Two cabins are close to the farm; others are deep in the woods. One provides an amazing vista; another is cozily sized for just two peeps and a pup. A recently rejuvenated cabin has a skylight window; another can accommodate a whole Scout troop or small wedding party; yet another is nestled near a pond. The newest is a hand-hewn replica of Henry David Thoreau’s cabin, currently available for day use and a place for reflection.
I have been coming to Merck for over 40 years and have stayed in all but one of these lovely backcountry cabins. But the one I love the most is Spruce cabin.
Approximately one mile from the visitor center, up at the top of the hill off Old Town Road, tucked away in a little grove of trees, sits the most perfect cabin of all.

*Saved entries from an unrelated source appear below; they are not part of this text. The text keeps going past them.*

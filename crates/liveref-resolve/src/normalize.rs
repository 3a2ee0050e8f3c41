//! Backend payload normalization
//!
//! Catalog payloads arrive in several legacy shapes. This is the only place
//! that maps them onto [`ResolvedEntity`]; nothing downstream sees the
//! source-format variance.

use crate::entity::ResolvedEntity;
use crate::error::{ResolutionError, ResolutionResult};
use crate::key::CatalogKey;
use liveref_codec::{parse_number, CouponType};
use once_cell::sync::Lazy;
use regex::Regex;
use serde_json::{Map, Value};

/// An amount with an optional currency mark or trailing percent sign.
/// Commas only group thousands; the decimal separator is a dot.
static PRICE_TEXT: Lazy<Regex> = Lazy::new(|| {
    Regex::new(r"^(?:[$€£¥]|[A-Z]{3})?\s*(-?(?:\d{1,3}(?:,\d{3})+|\d+)(?:\.\d+)?)\s*(?:%|[$€£¥]|[A-Z]{3})?$")
        .expect("price pattern is valid")
});

const ID: &[&str] = &["id", "product_id", "productId"];
const CODE: &[&str] = &["asin", "code", "catalog_code"];
const TITLE: &[&str] = &["title", "name", "product_name", "productName"];
const BRAND: &[&str] = &["brand", "manufacturer"];
const IMAGE: &[&str] = &["image", "image_url", "imageUrl", "main_image"];
const URL: &[&str] = &["url", "product_url", "affiliate_url", "link"];
const ALT_URL: &[&str] = &["alt_url", "altUrl", "alternate_affiliate_url", "alternateAffiliateUrl"];
const CURRENCY: &[&str] = &["currency", "currency_code"];
const PRICE: &[&str] = &["price", "current_price", "sale_price", "currentPrice"];
const ORIGINAL_PRICE: &[&str] = &["original_price", "originalPrice", "list_price", "listPrice"];
const DISCOUNT: &[&str] = &["discount_percent", "discountPercent", "discount"];
const COUPON_TYPE: &[&str] = &["coupon_type", "couponType"];
const COUPON_VALUE: &[&str] = &["coupon_value", "couponValue"];
const COUPON_EXPIRY: &[&str] = &["coupon_expiry", "couponExpiry", "coupon_expires_at"];
const PRIME: &[&str] = &["is_prime", "isPrime", "prime"];
const FREE_SHIPPING: &[&str] = &["is_free_shipping", "isFreeShipping", "free_shipping"];
const RATING: &[&str] = &["rating", "stars"];
const REVIEW_COUNT: &[&str] = &["review_count", "reviewCount", "reviews"];

const ENVELOPES: &[&str] = &["data", "product", "item"];

const KNOWN: &[&[&str]] = &[
    ID, CODE, TITLE, BRAND, IMAGE, URL, ALT_URL, CURRENCY, PRICE, ORIGINAL_PRICE, DISCOUNT,
    COUPON_TYPE, COUPON_VALUE, COUPON_EXPIRY, PRIME, FREE_SHIPPING, RATING, REVIEW_COUNT,
];

/// Normalize a backend payload into the canonical entity shape
///
/// Accepts a bare object, a non-empty array (first element), or an object
/// wrapped in a `data` / `product` / `item` envelope.
///
/// # Errors
/// - `ResolutionError::NotFound` for an empty array or `null`
/// - `ResolutionError::MalformedPayload` if no object is found or it has no title
pub fn normalize_payload(key: &CatalogKey, payload: &Value) -> ResolutionResult<ResolvedEntity> {
    let object = unwrap_payload(key, payload)?;

    let title = first_text(object, TITLE)
        .filter(|t| !t.trim().is_empty())
        .ok_or_else(|| ResolutionError::malformed(key, "missing title"))?;

    let price = first_number(object, PRICE);
    let original_price = first_number(object, ORIGINAL_PRICE);
    let discount_percent = first_number(object, DISCOUNT).or_else(|| derive_discount(price, original_price));

    let extra = object
        .iter()
        .filter(|(k, _)| !KNOWN.iter().any(|aliases| aliases.contains(&k.as_str())))
        .map(|(k, v)| (k.clone(), v.clone()))
        .collect();

    Ok(ResolvedEntity {
        key: key.clone(),
        id: first_text(object, ID),
        code: first_text(object, CODE),
        title,
        brand: first_text(object, BRAND),
        image: first_text(object, IMAGE),
        url: first_text(object, URL),
        alt_url: first_text(object, ALT_URL),
        currency: first_text(object, CURRENCY),
        price,
        original_price,
        discount_percent,
        coupon_type: first_text(object, COUPON_TYPE).and_then(|t| parse_coupon_type(&t)),
        coupon_value: first_number(object, COUPON_VALUE),
        coupon_expiry: first_text(object, COUPON_EXPIRY),
        is_prime: first_bool(object, PRIME),
        is_free_shipping: first_bool(object, FREE_SHIPPING),
        rating: first_number(object, RATING),
        review_count: first_number(object, REVIEW_COUNT)
            .filter(|n| *n >= 0.0)
            .map(|n| {
                #[allow(clippy::cast_possible_truncation, clippy::cast_sign_loss)]
                let count = n.round() as u64;
                count
            }),
        extra,
    })
}

fn unwrap_payload<'a>(key: &CatalogKey, payload: &'a Value) -> ResolutionResult<&'a Map<String, Value>> {
    match payload {
        Value::Null => Err(ResolutionError::NotFound(key.to_string())),
        Value::Array(items) => match items.first() {
            Some(first) => unwrap_payload(key, first),
            None => Err(ResolutionError::NotFound(key.to_string())),
        },
        Value::Object(object) => {
            let inner = ENVELOPES
                .iter()
                .filter_map(|name| object.get(*name))
                .find(|v| v.is_object() || v.is_array());
            match inner {
                Some(inner) if first_text(object, TITLE).is_none() => unwrap_payload(key, inner),
                _ => Ok(object),
            }
        }
        other => Err(ResolutionError::malformed(
            key,
            format!("expected object, got {}", json_type(other)),
        )),
    }
}

fn json_type(value: &Value) -> &'static str {
    match value {
        Value::Null => "null",
        Value::Bool(_) => "bool",
        Value::Number(_) => "number",
        Value::String(_) => "string",
        Value::Array(_) => "array",
        Value::Object(_) => "object",
    }
}

fn first<'a>(object: &'a Map<String, Value>, aliases: &[&str]) -> Option<&'a Value> {
    aliases
        .iter()
        .filter_map(|name| object.get(*name))
        .find(|v| !v.is_null())
}

fn first_text(object: &Map<String, Value>, aliases: &[&str]) -> Option<String> {
    match first(object, aliases)? {
        Value::String(s) => Some(s.clone()),
        Value::Number(n) => Some(n.to_string()),
        _ => None,
    }
}

fn first_number(object: &Map<String, Value>, aliases: &[&str]) -> Option<f64> {
    match first(object, aliases)? {
        Value::Number(n) => n.as_f64().filter(|n| n.is_finite()),
        Value::String(s) => parse_price(s),
        _ => None,
    }
}

fn first_bool(object: &Map<String, Value>, aliases: &[&str]) -> bool {
    match first(object, aliases) {
        Some(Value::Bool(b)) => *b,
        Some(Value::Number(n)) => n.as_f64().is_some_and(|n| n != 0.0),
        Some(Value::String(s)) => matches!(s.trim().to_ascii_lowercase().as_str(), "true" | "yes" | "1"),
        _ => false,
    }
}

/// Parse a price string such as `"$1,299.00"`, `"12.50 EUR"` or `"15%"`
///
/// Anything else, including comma-decimal amounts, is `None`.
fn parse_price(raw: &str) -> Option<f64> {
    let amount = PRICE_TEXT.captures(raw.trim())?.get(1)?.as_str().replace(',', "");
    parse_number(&amount)
}

fn parse_coupon_type(raw: &str) -> Option<CouponType> {
    match raw.trim().to_ascii_lowercase().as_str() {
        "percentage" | "percent" | "%" => Some(CouponType::Percentage),
        "fixed" | "amount" | "$" => Some(CouponType::Fixed),
        _ => None,
    }
}

fn derive_discount(price: Option<f64>, original: Option<f64>) -> Option<f64> {
    match (price, original) {
        (Some(price), Some(original)) if original > price && price >= 0.0 => {
            Some(((1.0 - price / original) * 100.0).round())
        }
        _ => None,
    }
}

Upon entering, through a southwest-facing wall of windows, your eyes are drawn to the view of Mount Antone, a spectacular picture to wake up to any season of the year. The surrounding three walls all have bunks making it a nicely sized cabin for up to six happy campers. A good-sized picnic table covered with wax and graffiti provides place for hours of cardplaying fun and festive meals. Many wonderful dishes are prepared on the little woodstove, which always gives off ample heat to make the stay a cozy one. The woodshed and outhouse provide their obvious amenities and a water source is also nearby. Of course, in winter, there’s lots of snow to melt for hydration and to add to the ramen noodles.
Just across the trail to the west is a short spur up to Viewpoint. In winter, you can see the lights of West Mountain Ski Center in Glens Falls, New York. If you hike up to the cabins on the night of a full moon, forget your headlamp: the light of the moon will show you the way. A short jaunt down Old Town Road to the south brings you to the Silviculture trail, which is filled with signs containing info about Merck’s variety of trees, plants and animals. It’s a lovely spot to take the kids. At the end of the Silviculture Trail and down Schenk Road, venture to the new Thoreau cabin next to Rasey pond. All three spots are close to Spruce, making it the center of attention, and a place called home.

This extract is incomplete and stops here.